Historic district in Vermont, United States

The St. Johnsbury Historic District encompasses much of the historic civic and commercial center of St. Johnsbury, Vermont. Representing a significant expansion of the Railroad Street Historic District and the St. Johnsbury Main Street Historic District, it captures the historical tension and competition between Main Street and Railroad Street for primacy as the town's most important civic and commercial areas. The district was listed on the National Register of Historic Places in 1980.

==Description and history==
The town of St. Johnsbury was settled in the late 18th century, and was at first organized primarily on a high terrace above the Passumpsic River, where its Main Street is now located. This area developed as a residential and civic hub, with some commercial development, in the first half of the 19th century. The arrival of railroad lines in the 19th century prompted major development in the "lower district", now Railroad Street, as a commercial center organized around the railroads. During the second half of the 19th century this development competed with Main Street for economic primacy, and elements of a commercial corridor began to take grow on Eastern Avenue, the main through road between Main and Railroad Streets. Railroad Street benefited from the ongoing railroad activity, while Main Street benefited in no small measure from the activities of the Fairbanks family, whose Fairbanks Scale Works, located northwest of Main Street on the banks of the Sleepers River, was the town's largest employer.

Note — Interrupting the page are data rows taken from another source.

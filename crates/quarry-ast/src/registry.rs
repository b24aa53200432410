//! Struct definitions and type introspection.
//!
//! The registry is the read-only introspection facility the rewriter matches
//! against. Fields are stored in a `Vec` in registration order and every
//! lookup reports them in that order; positional matching of same-typed
//! members depends on it.

use rustc_hash::FxHashMap;

use crate::error::AstError;
use crate::eval::{Record, Value};
use crate::expr::Expr;
use crate::ty::Ty;

/// A named, typed field of a struct.
#[derive(Clone, Debug, PartialEq, Eq, Hash)]
pub struct FieldDef {
    pub name: String,
    pub ty: Ty,
}

impl FieldDef {
    pub fn new(name: impl Into<String>, ty: Ty) -> Self {
        FieldDef {
            name: name.into(),
            ty,
        }
    }
}

/// A struct definition. Generic parameters appear in field types as
/// `Ty::Con` with the parameter's name.
#[derive(Clone, Debug, PartialEq, Eq)]
pub struct StructDef {
    pub name: String,
    pub generic_params: Vec<String>,
    pub fields: Vec<FieldDef>,
}

impl StructDef {
    pub fn new(name: impl Into<String>, fields: Vec<FieldDef>) -> Self {
        StructDef {
            name: name.into(),
            generic_params: Vec::new(),
            fields,
        }
    }

    pub fn generic(
        name: impl Into<String>,
        generic_params: Vec<String>,
        fields: Vec<FieldDef>,
    ) -> Self {
        StructDef {
            name: name.into(),
            generic_params,
            fields,
        }
    }
}

/// Registry of struct definitions, keyed by name.
#[derive(Clone, Debug, Default)]
pub struct TypeRegistry {
    struct_defs: FxHashMap<String, StructDef>,
}

impl TypeRegistry {
    pub fn new() -> Self {
        Self::default()
    }

    /// Register a struct definition. Names and field names must be unique.
    pub fn register(&mut self, def: StructDef) -> Result<(), AstError> {
        if self.struct_defs.contains_key(&def.name) {
            return Err(AstError::DuplicateType(def.name));
        }
        for (i, field) in def.fields.iter().enumerate() {
            if def.fields[..i].iter().any(|f| f.name == field.name) {
                return Err(AstError::DuplicateField {
                    name: def.name.clone(),
                    field: field.name.clone(),
                });
            }
        }
        self.struct_defs.insert(def.name.clone(), def);
        Ok(())
    }

    pub fn get(&self, name: &str) -> Option<&StructDef> {
        self.struct_defs.get(name)
    }

    pub fn contains(&self, name: &str) -> bool {
        self.struct_defs.contains_key(name)
    }

    /// The fields of `ty` in declaration order, with generic parameters
    /// instantiated from the type's arguments.
    pub fn members(&self, ty: &Ty) -> Result<Vec<FieldDef>, AstError> {
        let name: &str = match ty {
            Ty::Con(con) => con.name.as_str(),
            Ty::App(con, _) => match con.con_name() {
                Some(name) => name,
                None => return Err(AstError::NotAStruct(ty.clone())),
            },
            _ => return Err(AstError::NotAStruct(ty.clone())),
        };
        let def = match self.struct_defs.get(name) {
            Some(def) => def,
            None if matches!(name, "Int" | "String" | "Bool" | "Unit" | "Option" | "List") => {
                return Err(AstError::NotAStruct(ty.clone()))
            }
            None => return Err(AstError::UnknownType(ty.clone())),
        };
        let args = ty.args();
        if args.len() != def.generic_params.len() {
            return Err(AstError::GenericArity {
                name: def.name.clone(),
                expected: def.generic_params.len(),
                found: args.len(),
            });
        }
        Ok(def
            .fields
            .iter()
            .map(|f| FieldDef {
                name: f.name.clone(),
                ty: f.ty.instantiate(&def.generic_params, args),
            })
            .collect())
    }

    /// Build `object.member`, typed from the object's struct definition.
    pub fn member_access(&self, object: Expr, member: &str) -> Result<Expr, AstError> {
        let object_ty = object.ty();
        let field = self
            .members(&object_ty)?
            .into_iter()
            .find(|f| f.name == member)
            .ok_or_else(|| AstError::NoSuchMember {
                ty: object_ty.clone(),
                member: member.to_string(),
            })?;
        Ok(Expr::member(object, field.name, field.ty))
    }

    /// Build a record value of type `ty` from values given in field order.
    pub fn record(&self, ty: &Ty, values: Vec<Value>) -> Result<Value, AstError> {
        let fields = self.members(ty)?;
        if fields.len() != values.len() {
            return Err(AstError::RecordArity {
                ty: ty.clone(),
                expected: fields.len(),
                found: values.len(),
            });
        }
        let name = ty.con_name().unwrap_or_default().to_string();
        Ok(Value::Record(Record::new(
            name,
            fields.into_iter().map(|f| f.name).zip(values).collect(),
        )))
    }
}

#[cfg(test)]
mod tests {
    use super::*;
    use crate::expr::Param;
    use crate::ty::TyCon;

    fn pair_registry() -> TypeRegistry {
        let mut reg = TypeRegistry::new();
        reg.register(StructDef::generic(
            "Pair",
            vec!["A".into(), "B".into()],
            vec![
                FieldDef::new("first", Ty::Con(TyCon::new("A"))),
                FieldDef::new("second", Ty::Con(TyCon::new("B"))),
            ],
        ))
        .unwrap();
        reg
    }

    #[test]
    fn members_keep_declaration_order() {
        let mut reg = TypeRegistry::new();
        reg.register(StructDef::new(
            "Wide",
            vec![
                FieldDef::new("z", Ty::int()),
                FieldDef::new("a", Ty::string()),
                FieldDef::new("m", Ty::int()),
            ],
        ))
        .unwrap();
        let names: Vec<String> = reg
            .members(&Ty::struct_ty("Wide", vec![]))
            .unwrap()
            .into_iter()
            .map(|f| f.name)
            .collect();
        assert_eq!(names, vec!["z", "a", "m"]);
    }

    #[test]
    fn generic_members_are_instantiated() {
        let reg = pair_registry();
        let ty = Ty::struct_ty("Pair", vec![Ty::int(), Ty::string()]);
        let fields = reg.members(&ty).unwrap();
        assert_eq!(fields[0], FieldDef::new("first", Ty::int()));
        assert_eq!(fields[1], FieldDef::new("second", Ty::string()));

        let err = reg.members(&Ty::struct_ty("Pair", vec![Ty::int()])).unwrap_err();
        assert!(matches!(err, AstError::GenericArity { expected: 2, found: 1, .. }));
    }

    #[test]
    fn member_access_is_typed() {
        let reg = pair_registry();
        let p = Param::new("p", Ty::struct_ty("Pair", vec![Ty::bool(), Ty::int()]));
        let access = reg.member_access(Expr::param(&p), "second").unwrap();
        assert_eq!(access.ty(), Ty::int());
        assert_eq!(access.to_string(), "p.second");
        assert!(matches!(
            reg.member_access(Expr::param(&p), "third"),
            Err(AstError::NoSuchMember { .. })
        ));
    }

    #[test]
    fn rejects_duplicates_and_non_structs() {
        let mut reg = pair_registry();
        let dup = StructDef::new("Pair", vec![]);
        assert_eq!(reg.register(dup), Err(AstError::DuplicateType("Pair".into())));
        let bad = StructDef::new(
            "Twice",
            vec![FieldDef::new("x", Ty::int()), FieldDef::new("x", Ty::int())],
        );
        assert!(matches!(reg.register(bad), Err(AstError::DuplicateField { .. })));
        assert_eq!(reg.members(&Ty::int()), Err(AstError::NotAStruct(Ty::int())));
        let opt = Ty::option(Ty::int());
        assert_eq!(reg.members(&opt), Err(AstError::NotAStruct(opt.clone())));
        assert!(matches!(
            reg.members(&Ty::struct_ty("Missing", vec![])),
            Err(AstError::UnknownType(_))
        ));
    }

    #[test]
    fn record_checks_arity() {
        let reg = pair_registry();
        let ty = Ty::struct_ty("Pair", vec![Ty::int(), Ty::int()]);
        let rec = reg.record(&ty, vec![Value::Int(1), Value::Int(2)]).unwrap();
        assert_eq!(rec.to_string(), "Pair { first: 1, second: 2 }");
        assert!(matches!(
            reg.record(&ty, vec![Value::Int(1)]),
            Err(AstError::RecordArity { expected: 2, found: 1, .. })
        ));
    }
}
//! The query-source abstraction the join layer composes over.

use std::sync::Arc;

use quarry_ast::{Lambda, Ty};
use quarry_rewrite::RewriteError;

use crate::context::{grouping_ty, join_row_ty, QueryContext, GROUPING};
use crate::error::QueryError;

/// A typed, composable source of elements.
///
/// Every operation validates its functions against [`element_ty`] when it
/// is composed, so type errors surface before any element is produced.
///
/// [`element_ty`]: QuerySource::element_ty
pub trait QuerySource: Clone + Sized {
    fn context(&self) -> &Arc<QueryContext>;

    fn element_ty(&self) -> &Ty;

    /// Pair every outer element with the (possibly empty) list of inner
    /// elements whose key equals its key. Yields `Grouping<O, I>` in outer
    /// order.
    fn correlate(self, inner: Self, outer_key: &Lambda, inner_key: &Lambda) -> Result<Self, QueryError>;

    /// `Grouping<O, I>` to `JoinRow<O, Option<I>>`: one row per group
    /// member, or a single row with a null inner when the group is empty.
    fn flatten_with_default(self) -> Result<Self, QueryError>;

    /// Map each element through a one-parameter `selector`.
    fn project(self, selector: &Lambda) -> Result<Self, QueryError>;

    /// Keep the elements for which `predicate` returns true.
    fn filter(self, predicate: &Lambda) -> Result<Self, QueryError>;

    /// Set union: elements of `self`, then elements of `other`, each
    /// distinct element once.
    fn union(self, other: Self) -> Result<Self, QueryError>;

    /// `self` followed by `other`, duplicates kept.
    fn concat(self, other: Self) -> Result<Self, QueryError>;
}

pub(crate) fn check_unary(op: &'static str, f: &Lambda, element: &Ty) -> Result<(), QueryError> {
    if f.arity() != 1 {
        return Err(RewriteError::ArityMismatch {
            expected: 1,
            found: f.arity(),
        }
        .into());
    }
    let expected = &f.params[0].ty;
    if !element.is_assignable_to(expected) {
        return Err(QueryError::SelectorInputMismatch {
            op,
            expected: expected.clone(),
            found: element.clone(),
        });
    }
    Ok(())
}

/// Element type of `outer.correlate(inner, ..)`.
pub(crate) fn correlated_ty(
    outer: &Ty,
    inner: &Ty,
    outer_key: &Lambda,
    inner_key: &Lambda,
) -> Result<Ty, QueryError> {
    check_unary("correlate", outer_key, outer)?;
    check_unary("correlate", inner_key, inner)?;
    let (ok, ik) = (outer_key.ret_ty(), inner_key.ret_ty());
    if ok.strip_option() != ik.strip_option() {
        return Err(QueryError::KeyTypeMismatch { outer: ok, inner: ik });
    }
    Ok(grouping_ty(outer.clone(), inner.clone()))
}

/// Element type of `flatten_with_default` over a source of `grouping`.
pub(crate) fn flattened_ty(grouping: &Ty) -> Result<Ty, QueryError> {
    match grouping.args() {
        [outer, inner] if grouping.con_name() == Some(GROUPING) => {
            Ok(join_row_ty(outer.clone(), Ty::option(inner.clone())))
        }
        _ => Err(QueryError::NotAGrouping(grouping.clone())),
    }
}

pub(crate) fn check_predicate(predicate: &Lambda, element: &Ty) -> Result<(), QueryError> {
    check_unary("filter", predicate, element)?;
    let ret = predicate.ret_ty();
    if *ret.strip_option() != Ty::bool() {
        return Err(QueryError::PredicateNotBool(ret));
    }
    Ok(())
}

pub(crate) fn check_same_elements(op: &'static str, left: &Ty, right: &Ty) -> Result<(), QueryError> {
    if left != right {
        return Err(QueryError::ElementTypeMismatch {
            op,
            left: left.clone(),
            right: right.clone(),
        });
    }
    Ok(())
}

The historic district is geographically roughly an H shape, reflecting its historical development. The eastern leg is Railroad Street, running north-south from Portland Street to Depot Square. This area includes the Railroad Street Historic District, centered on the junction of Railroad and Eastern, but is primarily extended to the north. The western leg is on Main Street, extending from Mt. Pleasant Street in the north to Vine Street in the south. These are joined by the main east-west through corridor, which includes Eastern Avenue between Main and Railroad, and extends west of Main on Western Avenue to Barker Street. The Railroad Street area has a fine collection of late 19th and early 20th-century commercial architecture, while the Main Street area is more diverse, with a large measure of housing and civic buildings. Fully one quarter of the buildings on Main Street were designed by a single architect, Lambert Packard, who also designed some of the buildings on Railroad Street and Eastern Avenue. The Main Street area is also home to two of St. Johnsbury's best-known institutions, the St. Johnsbury Atheneum, a National Historic Landmark, and the Fairbanks Museum and Planetarium; both of these were created through the philanthropy of the Fairbanks family.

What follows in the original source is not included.